## WORK REQUIRED
From the first entry to the last, copy the material exactly as it stands.

## DATA FOR REVIEW
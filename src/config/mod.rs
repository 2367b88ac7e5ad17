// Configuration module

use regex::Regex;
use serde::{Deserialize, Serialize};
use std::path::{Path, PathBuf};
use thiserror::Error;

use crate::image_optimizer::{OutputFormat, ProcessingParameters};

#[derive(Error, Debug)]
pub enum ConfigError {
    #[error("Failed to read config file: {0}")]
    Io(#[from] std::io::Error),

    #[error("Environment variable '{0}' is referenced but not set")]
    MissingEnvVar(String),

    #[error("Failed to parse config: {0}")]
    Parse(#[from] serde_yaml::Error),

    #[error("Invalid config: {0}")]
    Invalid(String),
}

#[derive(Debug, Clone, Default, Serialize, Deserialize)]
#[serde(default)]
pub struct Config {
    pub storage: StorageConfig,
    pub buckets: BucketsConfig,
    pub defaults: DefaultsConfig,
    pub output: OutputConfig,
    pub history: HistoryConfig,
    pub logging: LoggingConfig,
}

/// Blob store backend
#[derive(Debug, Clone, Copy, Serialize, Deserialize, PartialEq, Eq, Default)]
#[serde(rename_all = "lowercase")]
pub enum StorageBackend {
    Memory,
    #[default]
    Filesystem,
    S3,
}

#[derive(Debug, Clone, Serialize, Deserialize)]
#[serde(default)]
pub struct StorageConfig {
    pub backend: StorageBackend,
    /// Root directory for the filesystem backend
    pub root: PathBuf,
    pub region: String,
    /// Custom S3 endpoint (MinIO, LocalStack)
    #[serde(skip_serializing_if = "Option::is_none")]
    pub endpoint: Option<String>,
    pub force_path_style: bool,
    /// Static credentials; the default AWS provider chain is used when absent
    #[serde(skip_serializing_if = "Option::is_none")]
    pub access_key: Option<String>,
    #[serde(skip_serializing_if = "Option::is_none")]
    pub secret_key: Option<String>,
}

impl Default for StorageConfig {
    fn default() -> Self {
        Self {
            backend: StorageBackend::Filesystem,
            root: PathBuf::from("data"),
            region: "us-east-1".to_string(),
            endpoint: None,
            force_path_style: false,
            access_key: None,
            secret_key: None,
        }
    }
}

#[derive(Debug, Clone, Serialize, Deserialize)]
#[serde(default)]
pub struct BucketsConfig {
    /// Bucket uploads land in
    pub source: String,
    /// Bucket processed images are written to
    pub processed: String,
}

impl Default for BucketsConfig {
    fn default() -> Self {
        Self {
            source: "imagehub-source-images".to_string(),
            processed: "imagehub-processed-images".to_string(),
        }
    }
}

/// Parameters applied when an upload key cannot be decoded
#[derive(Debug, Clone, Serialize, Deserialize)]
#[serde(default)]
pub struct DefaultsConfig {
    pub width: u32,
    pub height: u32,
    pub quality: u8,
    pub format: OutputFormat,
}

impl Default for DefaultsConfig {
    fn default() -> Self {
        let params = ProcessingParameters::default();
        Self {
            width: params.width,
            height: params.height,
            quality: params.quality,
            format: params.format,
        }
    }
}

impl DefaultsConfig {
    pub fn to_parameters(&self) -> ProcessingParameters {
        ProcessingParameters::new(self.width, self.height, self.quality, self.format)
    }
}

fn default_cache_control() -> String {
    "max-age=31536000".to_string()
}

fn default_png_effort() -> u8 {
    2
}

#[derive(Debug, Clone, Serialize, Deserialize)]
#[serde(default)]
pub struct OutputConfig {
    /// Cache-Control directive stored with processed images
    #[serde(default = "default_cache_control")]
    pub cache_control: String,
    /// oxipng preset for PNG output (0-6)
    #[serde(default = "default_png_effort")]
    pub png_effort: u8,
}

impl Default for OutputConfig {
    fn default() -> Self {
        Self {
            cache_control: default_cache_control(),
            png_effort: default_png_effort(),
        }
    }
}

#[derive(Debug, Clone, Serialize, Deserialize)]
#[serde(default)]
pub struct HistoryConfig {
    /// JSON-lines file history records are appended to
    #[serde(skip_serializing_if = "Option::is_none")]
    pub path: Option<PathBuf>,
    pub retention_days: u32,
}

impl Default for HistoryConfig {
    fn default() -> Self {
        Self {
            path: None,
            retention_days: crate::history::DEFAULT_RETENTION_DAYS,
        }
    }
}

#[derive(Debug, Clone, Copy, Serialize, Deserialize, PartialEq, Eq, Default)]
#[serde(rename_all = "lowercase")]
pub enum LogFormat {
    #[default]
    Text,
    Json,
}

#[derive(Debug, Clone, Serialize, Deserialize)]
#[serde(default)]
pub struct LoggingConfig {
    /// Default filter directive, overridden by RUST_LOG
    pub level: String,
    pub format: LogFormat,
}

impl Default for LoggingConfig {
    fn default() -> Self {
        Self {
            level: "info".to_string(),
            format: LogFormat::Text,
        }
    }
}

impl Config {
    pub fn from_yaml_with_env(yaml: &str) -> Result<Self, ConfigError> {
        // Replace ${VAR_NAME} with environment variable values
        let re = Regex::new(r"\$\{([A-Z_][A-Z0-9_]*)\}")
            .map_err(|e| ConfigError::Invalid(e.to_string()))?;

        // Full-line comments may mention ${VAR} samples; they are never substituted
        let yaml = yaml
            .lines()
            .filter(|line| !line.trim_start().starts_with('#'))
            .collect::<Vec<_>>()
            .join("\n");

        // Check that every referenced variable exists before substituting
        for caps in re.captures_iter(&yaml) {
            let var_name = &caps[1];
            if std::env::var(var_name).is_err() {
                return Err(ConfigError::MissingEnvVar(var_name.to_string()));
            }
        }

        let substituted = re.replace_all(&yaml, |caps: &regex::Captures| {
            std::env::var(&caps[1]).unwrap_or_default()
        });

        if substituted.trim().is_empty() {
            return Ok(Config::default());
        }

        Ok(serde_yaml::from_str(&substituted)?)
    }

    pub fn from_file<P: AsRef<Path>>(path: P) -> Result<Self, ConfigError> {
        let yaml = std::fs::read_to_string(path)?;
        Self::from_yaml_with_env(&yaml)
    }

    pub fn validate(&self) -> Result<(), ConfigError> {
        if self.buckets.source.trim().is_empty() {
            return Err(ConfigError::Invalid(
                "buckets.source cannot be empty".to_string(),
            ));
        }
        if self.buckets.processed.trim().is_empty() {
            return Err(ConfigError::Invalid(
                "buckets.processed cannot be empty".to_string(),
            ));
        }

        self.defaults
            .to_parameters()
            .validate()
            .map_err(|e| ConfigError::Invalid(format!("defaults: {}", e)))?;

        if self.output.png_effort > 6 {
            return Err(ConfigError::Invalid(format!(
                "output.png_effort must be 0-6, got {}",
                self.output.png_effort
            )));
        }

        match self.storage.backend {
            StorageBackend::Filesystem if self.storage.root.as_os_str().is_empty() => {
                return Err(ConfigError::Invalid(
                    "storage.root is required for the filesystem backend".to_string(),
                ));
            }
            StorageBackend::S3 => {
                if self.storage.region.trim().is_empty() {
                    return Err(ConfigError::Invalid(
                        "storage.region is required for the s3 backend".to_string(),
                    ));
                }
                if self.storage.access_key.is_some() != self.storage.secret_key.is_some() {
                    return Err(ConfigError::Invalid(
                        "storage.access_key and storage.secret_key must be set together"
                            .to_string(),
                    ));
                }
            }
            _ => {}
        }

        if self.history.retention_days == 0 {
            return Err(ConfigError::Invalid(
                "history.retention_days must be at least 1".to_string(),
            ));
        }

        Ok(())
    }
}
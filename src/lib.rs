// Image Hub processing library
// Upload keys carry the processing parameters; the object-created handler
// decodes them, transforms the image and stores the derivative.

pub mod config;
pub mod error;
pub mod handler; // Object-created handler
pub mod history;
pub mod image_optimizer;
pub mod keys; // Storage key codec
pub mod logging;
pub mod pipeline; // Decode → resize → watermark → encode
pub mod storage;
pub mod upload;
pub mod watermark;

## SOLVED PROBLEM
filename src/config/mod.rs
repository 2367b88ac7e5ad17
// Configuration module

use regex::Regex;
use serde::{Deserialize, Serialize};
use std::path::{Path, PathBuf};
use thiserror::Error;

use crate::image_optimizer::{OutputFormat, ProcessingParameters};

#[derive(Error, Debug)]
pub enum ConfigError {
    #[error("Failed to read config file: {0}")]
    Io(#[from] std::io::Error),

    #[error("Environment variable '{0}' is referenced but not set")]
    MissingEnvVar(String),

    #[error("Failed to parse config: {0}")]
    Parse(#[from] serde_yaml::Error),

    #[error("Invalid config: {0}")]
    Invalid(String),
}

#[derive(Debug, Clone, Default, Serialize, Deserialize)]
#[serde(default)]
pub struct Config {
    pub storage: StorageConfig,
    pub buckets: BucketsConfig,
    pub defaults: DefaultsConfig,
    pub output: OutputConfig,
    pub history: HistoryConfig,
    pub logging: LoggingConfig,
}

/// Blob store backend
#[derive(Debug, Clone, Copy, Serialize, Deserialize, PartialEq, Eq, Default)]
#[serde(rename_all = "lowercase")]
pub enum StorageBackend {
    Memory,
    #[default]
    Filesystem,
    S3,
}

#[derive(Debug, Clone, Serialize, Deserialize)]
#[serde(default)]
pub struct StorageConfig {
    pub backend: StorageBackend,
    /// Root directory for the filesystem backend
    pub root: PathBuf,
    pub region: String,
    /// Custom S3 endpoint (MinIO, LocalStack)
    #[serde(skip_serializing_if = "Option::is_none")]
    pub endpoint: Option<String>,
    pub force_path_style: bool,
    /// Static credentials; the default AWS provider chain is used when absent
    #[serde(skip_serializing_if = "Option::is_none")]
    pub access_key: Option<String>,
    #[serde(skip_serializing_if = "Option::is_none")]
    pub secret_key: Option<String>,
}

impl Default for StorageConfig {
    fn default() -> Self {
        Self {
            backend: StorageBackend::Filesystem,
            root: PathBuf::from("data"),
            region: "us-east-1".to_string(),
            endpoint: None,
            force_path_style: false,
            access_key: None,
            secret_key: None,
        }
    }
}

#[derive(Debug, Clone, Serialize, Deserialize)]
#[serde(default)]
pub struct BucketsConfig {
    /// Bucket uploads land in
    pub source: String,
    /// Bucket processed images are written to
    pub processed: String,
}

impl Default for BucketsConfig {
    fn default() -> Self {
        Self {
            source: "imagehub-source-images".to_string(),
            processed: "imagehub-processed-images".to_string(),
        }
    }
}

/// Parameters applied when an upload key cannot be decoded
#[derive(Debug, Clone, Serialize, Deserialize)]
#[serde(default)]
pub struct DefaultsConfig {
    pub width: u32,
    pub height: u32,
    pub quality: u8,
    pub format: OutputFormat,
}

impl Default for DefaultsConfig {
    fn default() -> Self {
        let params = ProcessingParameters::default();
        Self {
            width: params.width,
            height: params.height,
            quality: params.quality,
            format: params.format,
        }
    }
}

impl DefaultsConfig {
    pub fn to_parameters(&self) -> ProcessingParameters {
        ProcessingParameters::new(self.width, self.height, self.quality, self.format)
    }
}

fn default_cache_control() -> String {
    "max-age=31536000".to_string()
}

fn default_png_effort() -> u8 {
    2
}

#[derive(Debug, Clone, Serialize, Deserialize)]
#[serde(default)]
pub struct OutputConfig {
    /// Cache-Control directive stored with processed images
    #[serde(default = "default_cache_control")]
    pub cache_control: String,
    /// oxipng preset for PNG output (0-6)
    #[serde(default = "default_png_effort")]
    pub png_effort: u8,
}

impl Default for OutputConfig {
    fn default() -> Self {
        Self {
            cache_control: default_cache_control(),
            png_effort: default_png_effort(),
        }
    }
}

#[derive(Debug, Clone, Serialize, Deserialize)]
#[serde(default)]
pub struct HistoryConfig {
    /// JSON-lines file history records are appended to
    #[serde(skip_serializing_if = "Option::is_none")]
    pub path: Option<PathBuf>,
    pub retention_days: u32,
}

impl Default for HistoryConfig {
    fn default() -> Self {
        Self {
            path: None,
            retention_days: crate::history::DEFAULT_RETENTION_DAYS,
        }
    }
}

#[derive(Debug, Clone, Copy, Serialize, Deserialize, PartialEq, Eq, Default)]
#[serde(rename_all = "lowercase")]
pub enum LogFormat {
    #[default]
    Text,
    Json,
}

#[derive(Debug, Clone, Serialize, Deserialize)]
#[serde(default)]
pub struct LoggingConfig {
    /// Default filter directive, overridden by RUST_LOG
    pub level: String,
    pub format: LogFormat,
}

impl Default for LoggingConfig {
    fn default() -> Self {
        Self {
            level: "info".to_string(),
            format: LogFormat::Text,
        }
    }
}

impl Config {
    pub fn from_yaml_with_env(yaml: &str) -> Result<Self, ConfigError> {
        // Replace ${VAR_NAME} with environment variable values
        let re = Regex::new(r"\$\{([A-Z_][A-Z0-9_]*)\}")
            .map_err(|e| ConfigError::Invalid(e.to_string()))?;

        // Full-line comments may mention ${VAR} samples; they are never substituted
        let yaml = yaml
            .lines()
            .filter(|line| !line.trim_start().starts_with('#'))
            .collect::<Vec<_>>()
            .join("\n");

        // Check that every referenced variable exists before substituting
        for caps in re.captures_iter(&yaml) {
            let var_name = &caps[1];
            if std::env::var(var_name).is_err() {
                return Err(ConfigError::MissingEnvVar(var_name.to_string()));
            }
        }

        let substituted = re.replace_all(&yaml, |caps: &regex::Captures| {
            std::env::var(&caps[1]).unwrap_or_default()
        });

        if substituted.trim().is_empty() {
            return Ok(Config::default());
        }

        Ok(serde_yaml::from_str(&substituted)?)
    }

    pub fn from_file<P: AsRef<Path>>(path: P) -> Result<Self, ConfigError> {
        let yaml = std::fs::read_to_string(path)?;
        Self::from_yaml_with_env(&yaml)
    }

    pub fn validate(&self) -> Result<(), ConfigError> {
        if self.buckets.source.trim().is_empty() {
            return Err(ConfigError::Invalid(
                "buckets.source cannot be empty".to_string(),
            ));
        }
        if self.buckets.processed.trim().is_empty() {
            return Err(ConfigError::Invalid(
                "buckets.processed cannot be empty".to_string(),
            ));
        }

        self.defaults
            .to_parameters()
            .validate()
            .map_err(|e| ConfigError::Invalid(format!("defaults: {}", e)))?;

        if self.output.png_effort > 6 {
            return Err(ConfigError::Invalid(format!(
                "output.png_effort must be 0-6, got {}",
                self.output.png_effort
            )));
        }

        match self.storage.backend {
            StorageBackend::Filesystem if self.storage.root.as_os_str().is_empty() => {
                return Err(ConfigError::Invalid(
                    "storage.root is required for the filesystem backend".to_string(),
                ));
            }
            StorageBackend::S3 => {
                if self.storage.region.trim().is_empty() {
                    return Err(ConfigError::Invalid(
                        "storage.region is required for the s3 backend".to_string(),
                    ));
                }
                if self.storage.access_key.is_some() != self.storage.secret_key.is_some() {
                    return Err(ConfigError::Invalid(
                        "storage.access_key and storage.secret_key must be set together"
                            .to_string(),
                    ));
                }
            }
            _ => {}
        }

        if self.history.retention_days == 0 {
            return Err(ConfigError::Invalid(
                "history.retention_days must be at least 1".to_string(),
            ));
        }

        Ok(())
    }
}
filename src/lib.rs
// Image Hub processing library
// Upload keys carry the processing parameters; the object-created handler
// decodes them, transforms the image and stores the derivative.

pub mod config;
pub mod error;
pub mod handler; // Object-created handler
pub mod history;
pub mod image_optimizer;
pub mod keys; // Storage key codec
pub mod logging;
pub mod pipeline; // Decode → resize → watermark → encode
pub mod storage;
pub mod upload;
pub mod watermark;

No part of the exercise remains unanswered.